Visiting the Whole Brain Emulation roadmap, you see a hierarchy of different levels of functionality that various people in the brain emulation workshop considered necessary for brain emulation. I believe that people should have to pick a level — it doesn’t make sense to reject the notion altogether. Even Hameroff and the like support the idea of quantum computers being used to emulate minds.
November 24th, 2009 at 6:43 pm
“Your tone sounds exactly like Searle’s, appealing to the intuitive notion of the simulation as a fundamental conterfeit…”
Maybe it does, but that’s not at all what I’m trying to state. The notion between “genuine” and “counterfeit” depends on your frame of reference and personal opinions. As a philosopher, Searle oversimplifies some of the key issues in AI and his Chinese Room analogy - while valid for your everyday computer - quickly breaks down when we consider the idea of simulating the process of learning and brain formation, which is very difficult but has already been done at a very rudimentary level.

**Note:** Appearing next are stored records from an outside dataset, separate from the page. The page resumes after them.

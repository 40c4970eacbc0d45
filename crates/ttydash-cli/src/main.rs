mod render;
mod ui;

use std::sync::Arc;
use std::time::Duration;

use anyhow::{Context, Result};
use clap::{Parser, Subcommand, ValueEnum};
use tokio_util::sync::CancellationToken;
use tracing_subscriber::EnvFilter;

use ttydash_client::{
    ChromiumDriver, DeparturesJob, FfmpegTranscoder, ImageDecoder, SpoonsJob, StationStatusJob,
    TubeStatusJob, YtDlpSource,
};
use ttydash_core::media::{MediaCachePipeline, MediaHandle, MediaPlayer};
use ttydash_core::models::PanelRecord;
use ttydash_core::{
    CoordinatorConfig, DashboardConfig, DashboardCoordinator, ExtractionJob, FixtureSource,
    LiveSource, ManagedResource, PanelConfig, PanelSource, PanelSpec, Records, ResourceSession,
    TracingPanelReporter,
};

use crate::render::RenderOptions;

#[derive(Parser)]
#[command(name = "ttydash", version, about = "Terminal dashboard for London transport, pubs and ASCII video")]
struct Cli {
    #[command(subcommand)]
    command: Commands,
}

#[derive(Subcommand)]
enum Commands {
    /// Run the full-screen dashboard
    Run {
        /// Also play the ASCII video pane
        #[arg(long, default_value_t = false)]
        media: bool,

        /// Serve fixture data instead of launching a browser
        #[arg(long, default_value_t = false)]
        test_data: bool,
    },

    /// Extract one source once and print it
    Scrape {
        #[arg(value_enum)]
        target: Target,

        /// Print records as JSON instead of styled text
        #[arg(long, default_value_t = false)]
        json: bool,

        /// Serve fixture data instead of launching a browser
        #[arg(long, default_value_t = false)]
        test_data: bool,
    },

    /// Fetch, convert and play one cached clip as ASCII
    Media,
}

#[derive(Debug, Clone, Copy, ValueEnum)]
enum Target {
    Tfl,
    Stations,
    Rail,
    Pubs,
}

#[tokio::main]
async fn main() -> Result<()> {
    // Load .env if present
    let _ = dotenvy::dotenv();

    tracing_subscriber::fmt()
        .with_env_filter(EnvFilter::from_default_env().add_directive("ttydash=info".parse()?))
        .with_target(false)
        .with_writer(std::io::stderr)
        .init();

    let cli = Cli::parse();
    let mut config = DashboardConfig::from_env().context("Invalid configuration")?;

    match cli.command {
        Commands::Run { media, test_data } => {
            config.use_test_data |= test_data;
            cmd_run(&config, media).await?;
        }
        Commands::Scrape {
            target,
            json,
            test_data,
        } => {
            config.use_test_data |= test_data;
            cmd_scrape(&config, target, json).await?;
        }
        Commands::Media => cmd_media(&config).await?,
    }

    Ok(())
}

fn render_options(config: &DashboardConfig) -> RenderOptions {
    RenderOptions {
        tty: config.tty_mode,
        show_description: config.show_tfl_description,
        max_departures: config.max_rail_departures,
    }
}

fn spoons_job(config: &DashboardConfig) -> Result<Option<SpoonsJob>> {
    config
        .pubs
        .clone()
        .map(SpoonsJob::new)
        .transpose()
        .context("Invalid pub search location")
}

/// A panel source for `job`: fixture data in test mode, the shared browser otherwise.
fn source_for<J: ExtractionJob>(
    job: J,
    session: Option<&Arc<ResourceSession<ChromiumDriver>>>,
) -> Arc<dyn PanelSource> {
    match session {
        Some(session) => Arc::new(LiveSource::new(Arc::clone(session), job)),
        None => Arc::new(FixtureSource::from_job(&job)),
    }
}

fn build_panels(
    config: &DashboardConfig,
) -> Result<(Vec<PanelSpec>, Vec<Arc<dyn ManagedResource>>)> {
    let session = (!config.use_test_data).then(|| {
        Arc::new(ResourceSession::new(
            ChromiumDriver::new(config.chrome_bin.clone()),
            config.session.clone(),
        ))
    });
    let tick = config.screen_refresh_interval;

    let mut panels = vec![
        PanelSpec::new(
            PanelConfig::new("tfl", "TFL Tube Status", config.tfl_refresh_interval).with_tick(tick),
            source_for(TubeStatusJob, session.as_ref()),
        ),
        PanelSpec::new(
            PanelConfig::new("rail", "Departures", config.rail_refresh_interval).with_tick(tick),
            source_for(DeparturesJob::new(&config.rail_station), session.as_ref()),
        ),
    ];
    if let Some(job) = spoons_job(config)? {
        panels.push(PanelSpec::new(
            PanelConfig::new("pubs", "Wetherspoons Near me", config.pubs_refresh_interval)
                .with_tick(tick),
            source_for(job, session.as_ref()),
        ));
    }

    let resources: Vec<Arc<dyn ManagedResource>> = session
        .into_iter()
        .map(|s| s as Arc<dyn ManagedResource>)
        .collect();
    Ok((panels, resources))
}

async fn start_media(
    config: &DashboardConfig,
    cancel: CancellationToken,
) -> Result<(MediaHandle, tokio::task::JoinHandle<()>)> {
    let media = &config.media;
    let pipeline = MediaCachePipeline::new(
        media.pipeline.clone(),
        YtDlpSource::new(&media.yt_dlp_bin, &media.source_url),
        FfmpegTranscoder::new(&media.ffmpeg_bin),
        ImageDecoder,
    );
    pipeline
        .cache()
        .ensure_dir()
        .await
        .with_context(|| format!("Cannot use media cache {}", media.pipeline.cache_dir.display()))?;

    Ok(MediaPlayer::spawn(pipeline, media.frame_period, cancel))
}

async fn cmd_run(config: &DashboardConfig, with_media: bool) -> Result<()> {
    let (panels, resources) = build_panels(config)?;
    let mut dashboard = DashboardCoordinator::start(
        panels,
        resources,
        Arc::new(TracingPanelReporter),
        CoordinatorConfig::default(),
    );

    let cancel = CancellationToken::new();
    let media = if with_media {
        Some(start_media(config, cancel.child_token()).await?)
    } else {
        None
    };

    let period = match &media {
        Some(_) => config.media.frame_period.min(config.screen_refresh_interval),
        None => config.screen_refresh_interval.min(Duration::from_secs(1)),
    };
    let view = ui::View {
        dashboard: Some(&dashboard),
        media: media.as_ref().map(|(handle, _)| handle),
        station: &config.rail_station,
        options: render_options(config),
        show_debug_info: config.show_debug_info,
    };
    let result = ui::run(view, period, cancel.clone()).await;

    cancel.cancel();
    if let Some((_, task)) = media
        && let Err(e) = task.await
    {
        tracing::warn!(error = %e, "Media player ended abnormally");
    }
    dashboard.stop().await;
    result
}

async fn cmd_media(config: &DashboardConfig) -> Result<()> {
    let cancel = CancellationToken::new();
    let (handle, task) = start_media(config, cancel.child_token()).await?;

    let view = ui::View {
        dashboard: None,
        media: Some(&handle),
        station: &config.rail_station,
        options: render_options(config),
        show_debug_info: config.show_debug_info,
    };
    let result = ui::run(view, config.media.frame_period, cancel.clone()).await;

    cancel.cancel();
    if let Err(e) = task.await {
        tracing::warn!(error = %e, "Media player ended abnormally");
    }
    result
}

/// Run `job` once on a fresh browser, or return its fixture in test mode.
async fn extract_once<J: ExtractionJob>(config: &DashboardConfig, job: J) -> Result<Records> {
    if config.use_test_data {
        return Ok(J::Record::into_records(job.fixture()));
    }

    let session = ResourceSession::new(
        ChromiumDriver::new(config.chrome_bin.clone()),
        config.session.clone(),
    );
    let result = session.with_page(&job).await;
    session.release().await;

    let records = result.with_context(|| format!("{} extraction failed", job.name()))?;
    Ok(J::Record::into_records(records))
}

async fn cmd_scrape(config: &DashboardConfig, target: Target, json: bool) -> Result<()> {
    let records = match target {
        Target::Tfl => extract_once(config, TubeStatusJob).await?,
        Target::Stations => extract_once(config, StationStatusJob).await?,
        Target::Rail => extract_once(config, DeparturesJob::new(&config.rail_station)).await?,
        Target::Pubs => {
            let job = spoons_job(config)?.context("PUBS_LOCATION is not set")?;
            extract_once(config, job).await?
        }
    };

    let data_hash = records.data_hash();
    tracing::info!(
        kind = records.kind(),
        count = records.len(),
        data_hash = %&data_hash[..8],
        "Extraction complete"
    );

    if json {
        println!("{}", serde_json::to_string_pretty(&records)?);
    } else {
        let options = RenderOptions {
            max_departures: usize::MAX,
            ..render_options(config)
        };
        for line in render::records_body(&records, &options) {
            println!("{}", render::text(&line));
        }
    }

    Ok(())
}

All my posts and articles focus on the difference between the processes of a neuron and those of a computer chip, and how the differences in processing chemical signals in one and data in the other, ultimately reduce the outcome of computer simulations to statistical constructs.
I always point to the technical details and say that the outcomes are not the same, not that the process is somehow “suspect” or “not you anymore” just because it’s in another format. Though I see how in my Discovery Tech article, the bit about the chemistry of the brain came off as confusing or Searle-ian when taken in a technical sense.
“Will you acknowledge the in-principle possibility of perfect emulation?”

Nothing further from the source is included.